The team used a new form of technology that can detect infection early on and track the body's immune system.
Recent developments in HIV treatment from MNT news
Designer protein 'blocks all known strains of HIV' - A novel drug candidate against HIV has been created by a joint team led by researchers at The Scripps Research Institute in Jupiter, FL. The scientists consider it to be so potent and effective that it could form the basis of a vaccine alternative.
HIV's reliance on sugar could be its downfall, study suggests - It turns out that having a sweet tooth is not just the downfall of many of us humans. According to a new study, a taste for sugar could also be HIV's major weakness and a target for future treatment.
Preclinical trial data brings new hope for HIV vaccine - Publishing data from preclinical trials in nonhuman primates in the journal Science, Crucell Holland B.V, one of the Janssen Pharmaceutical Companies of Johnson & Johnson, reveal encouraging results for their HIV vaccine.

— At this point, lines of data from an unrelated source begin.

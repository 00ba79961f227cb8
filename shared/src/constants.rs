use crate::time::SimTime;

/// Offset added to each local call issued within a single wall-clock
/// frame, keeping per-peer time stamps strictly increasing. Reset to zero
/// whenever wall-clock time advances, so the accumulated offset stays
/// negligible for bounded bursts (10,000 calls in one frame stay within
/// one millisecond of simulated time).
pub const MESSAGE_TIME_OFFSET_STEP: SimTime = 1e-4;

/// A peer whose target time has run this far ahead of what it has managed
/// to simulate is lagging beyond the rollback-safe horizon and re-requests
/// the heap instead of trying to catch up.
pub const DIVERGENCE_LIMIT_MS: SimTime = 2000.0;

/// Share of the elapsed frame time the pacing loop may spend stepping the
/// simulation before yielding back to the embedder.
pub const STEP_BUDGET_RATIO: f64 = 0.7;

/// Slack subtracted from the pruning watermark. Snapshots exactly at the
/// boundary are not always available; see DESIGN.md.
pub const PRUNE_CUSHION_MS: SimTime = 50.0;

/// A peer that has heard nothing from us for this much simulated time gets
/// a TimeProgressed hint so its pruning watermark keeps advancing.
pub const KEEP_ALIVE_INTERVAL_MS: SimTime = 200.0;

First case of prolonged remission in HIV-infected child reported - Doctors have found that an 18-year-old woman infected with HIV at birth via mother-to-child transmission has been in remission despite not receiving any antiretroviral therapy for the past 12 years.
Researchers from the HIV, Inflammation and Persistence Unit at the Institut Pasteur in Paris believe that the patient has benefited from treatment initiated shortly after birth and ended 6 years later.
New drugs reawaken latent HIV to eradicate virus
A new study suggests a class of drugs already being tested in clinical trials for the treatment of cancer may also hold the key to complete eradication of HIV.

HIV Prevention

Unprotected sex. Having sex without a condom can put a person at risk of being infected with HIV and other sexually transmitted infections (STIs). HIV can be spread by having unprotected sex (vaginal, oral and anal sex). It can also be caught from sharing sex toys with someone infected with HIV.
Even hours after sex, a vaginal gel could protect women against HIV - A research team, led by investigators from the Centers for Disease Control and Prevention, has developed a new vaginal gel that they say could protect women from HIV. The researchers state that they need to improve the gel's effectiveness before it can be entered into human clinical trials and point out that although the gel protected the majority of monkeys against HIV, it may not necessarily have the same effect in humans.
Drug abuse and needle sharing. Intravenous drug use is an important factor in HIV transmission in developed countries. Sharing needles can expose users to HIV and other viruses, such as hepatitis C.
Strategies such as needle-exchange programs are used to reduce the infections caused by drug abuse.
Body fluid exposure. Exposure to HIV can be controlled by employing precautions to reduce the risk of exposure to contaminated blood. At all times, health care workers should use barriers (gloves, masks, protective eyewear, shields, and gowns). Frequent and thorough washing of the skin immediately after being contaminated with blood or other bodily fluids can reduce the chance of infection.
Pregnancy. Anti-HIV medicines can harm the unborn child. But an effective treatment plan can prevent HIV transmission from mother to baby. Precautions have to be taken to protect the baby´s health. Delivery through caesarean section may be necessary. Breastfeeding may have to give way to bottle-feeding if the mother is infected.
A study by scientists from Columbia University, New York, found that breastfeeding for 6+ months with antiretroviral therapy could help reduce mother-to-child HIV transmission as well as improve chances of infant's survival.
Education. Health education is an important factor in reducing risky behavior.